Artist

All That

Origin: U.S.A
Listen on Coda
Uncertainties swirl around the ensemble known as All That, particularly regarding its fluctuating membership and stylistic direction. Both hinge on the calendar date, the pool of available players, and the collective mood on any given evening.

New Orleans neo-brass-band lineage traces its origins to the early 1980s, when the Dirty Dozen Brass Band emerged under the guidance of the late Danny Barker and the instructional framework of his Fairview Baptist Church School for Brass Bands. Subsequent iterations followed, among them the Rebirth Brass Band, the Treme Brass Band, and the Soul Rebels, yet All That stands apart for its singular approach.

Keyboardist and WWOZ deejay “D.J. Davis” Rogan, whose brass-band program airs on the station that serves as the broadcast voice of the New Orleans Jazz & Heritage Festival, assembled the project to deepen his engagement with the idiom. Recruiting favored colleagues, he issued the 1997 recording Eponymous Debut.

That tongue-in-cheek album title mirrors the group’s irreverent outlook: existence need not be treated with undue gravity, and an unfilled gig slot will simply be claimed by someone else. The Mardi Gras Indian number “Do Whatcha Want” functions as an unofficial anthem. Personnel rotated freely, encompassing Matt Perrine, Derek Freeman, Kirk Joseph, “Mean” Willie Green, and an ever-shifting cast drawn from the New Orleans Klezmer All Stars and Iris May Tango.

All That fused second-line brass-band rhythms with hip-hop, rap, and funk ingredients, generating a dense, polyphonic texture distinctly its own. The musicians performed whatever suited the moment; the approach resonated, audiences multiplied, and touring ensued in tandem with the 1997 release of the follow-up album Whop Boom Bam.

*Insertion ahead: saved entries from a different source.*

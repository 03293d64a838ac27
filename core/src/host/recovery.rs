//! Chip reset and detection, bus reset, command abort

use log::*;

use super::{AbortResult, ChipVariant, HostPhase, HostState, ResetReport, TIMEOUT_PERIOD_VALUE};
use crate::chip::{Control, DmaMode, OwnId, WdBus, WdCmd, WdReg};
use crate::error::ScsiError;
use crate::host::dma::DmaEngine;
use crate::scsi::command::{CommandId, HostStatus, Membership};
use crate::scsi::target::TargetState;

/// Written to the queue tag register to tell a B part from an A
const QUEUE_TAG_PATTERN: u8 = 0xA5;

impl<B: WdBus, D: DmaEngine> HostState<B, D> {
    /// Resets the chip and finds out which revision it is
    pub(super) fn reset_chip(&mut self) -> Result<ChipVariant, ScsiError> {
        let own_id = OwnId(0)
            .with_id(self.config.own_id)
            .with_eaf(true)
            .with_raf(true)
            .with_fs(self.sync_table.clock().fs());
        let polled = Control::with_mode(DmaMode::Polled).0;

        self.bus.write(WdReg::OwnId, own_id.0);
        self.bus.write(WdReg::Control, polled);
        self.bus.write(
            WdReg::SyncTransfer,
            self.sync_table.async_xfer(self.default_period).0,
        );
        self.bus.command(WdCmd::Reset);

        if !(0..self.config.reset_poll).any(|_| self.bus.aux().int()) {
            error!("Chip did not come out of reset");
            return Err(ScsiError::HardwareWedged("chip reset"));
        }
        let sr = self.bus.read(WdReg::ScsiStatus);
        self.microcode = self.bus.read(WdReg::Cdb1);

        self.chip = match sr {
            0x00 => ChipVariant::Wd33c93,
            0x01 => {
                // Only the B part keeps what is written to the queue tag
                self.bus.write(WdReg::QueueTag, QUEUE_TAG_PATTERN);
                if self.bus.read(WdReg::QueueTag) == QUEUE_TAG_PATTERN {
                    self.bus.write(WdReg::QueueTag, 0);
                    ChipVariant::Wd33c93B
                } else {
                    ChipVariant::Wd33c93A
                }
            }
            _ => ChipVariant::Unknown,
        };
        self.fast = self.config.fast && self.chip == ChipVariant::Wd33c93B;

        self.bus.write(WdReg::TimeoutPeriod, TIMEOUT_PERIOD_VALUE);
        self.bus.write(WdReg::Control, polled);
        info!("Chip reset: {:?}, microcode {:02X}", self.chip, self.microcode);
        Ok(self.chip)
    }

    /// Drops every command and brings the bus and chip back to power-on state
    pub(super) fn reset_host(&mut self) -> ResetReport {
        info!("Resetting adapter");
        self.dma.stop(None, false);
        self.dma_running = false;

        let async_xfer = self.sync_table.async_xfer(self.default_period);
        self.targets = [TargetState::new(async_xfer); crate::scsi::MAX_TARGETS];

        let ids: Vec<CommandId> = self.commands.iter().map(|(id, _, _)| id).collect();
        let discarded = ids
            .into_iter()
            .filter_map(|id| self.commands.remove(id))
            .collect();
        self.input.clear();
        self.selecting = None;
        self.connected = None;
        self.disconnected.clear();
        self.phase = HostPhase::Unconnected;
        self.clear_messages();

        ResetReport {
            discarded,
            chip: self.reset_chip(),
        }
    }

    pub(super) fn abort(&mut self, id: CommandId) -> AbortResult {
        match self.commands.tag(id) {
            Some(Membership::Queued) => {
                info!("Abort: removing {} from the input queue", id);
                self.input.retain(|&q| q != id);
                self.finish(id, HostStatus::Aborted);
                AbortResult::Aborted
            }
            Some(Membership::Connected) => {
                self.abort_connected(id);
                AbortResult::Aborted
            }
            Some(Membership::Disconnected) => {
                info!("Abort: {} is disconnected, retry later", id);
                AbortResult::RetryLater
            }
            Some(Membership::Selecting) => {
                info!("Abort: {} is still selecting, not found", id);
                AbortResult::NotFound
            }
            None => {
                warn!("Abort: {} not found, probably completed", id);
                self.dispatch();
                AbortResult::NotFound
            }
        }
    }

    fn abort_connected(&mut self, id: CommandId) {
        info!("Abort: aborting connected {}", id);
        if self.dma_running {
            self.dma.stop(self.commands.get_mut(id), false);
            self.dma_running = false;
        }

        let limit = self.config.abort_poll;
        self.bus
            .write(WdReg::Control, Control::with_mode(DmaMode::Polled).0);
        self.bus.command(WdCmd::Abort);

        // Flush the FIFO
        let mut wedged = true;
        for _ in 0..limit {
            let asr = self.bus.aux();
            if asr.dbr() {
                self.bus.read(WdReg::Data);
            }
            if asr.int() {
                wedged = false;
                break;
            }
        }
        let sr = self.bus.read(WdReg::ScsiStatus);
        debug!(
            "Abort status {:02X}, {} bytes untransferred",
            sr,
            self.bus.read_count()
        );

        // Still connected after the abort
        self.bus.command(WdCmd::Disconnect);
        let mut polls = 0;
        while self.bus.aux().cip() {
            polls += 1;
            if polls >= limit {
                wedged = true;
                break;
            }
        }
        self.bus.read(WdReg::ScsiStatus);

        if wedged {
            error!("{}, leaving the chip for a reset", ScsiError::HardwareWedged("abort"));
        }
        self.connected = None;
        self.phase = HostPhase::Unconnected;
        self.clear_messages();
        self.finish(id, HostStatus::Aborted);
        self.dispatch();
    }
}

The disc delivered high-energy material laced with satirical tracks such as “Los Hombres de F.I.A.S.Co.,” “Funk With Me,” and “Collegiate Dope Slingaz,” prompting laughter from some listeners and abrupt departures from others. Internal divisions later produced two separate entities—All That and Cronk—accompanied by legal proceedings. Seeking greater stability, Derek Freeman and associates launched Cronk, a unit inclined toward extensive road work. All That persists, convening for New Orleans performances with whichever players are on hand and whatever material feels appropriate. Such flexibility remains viable in a city rich with accomplished musicians.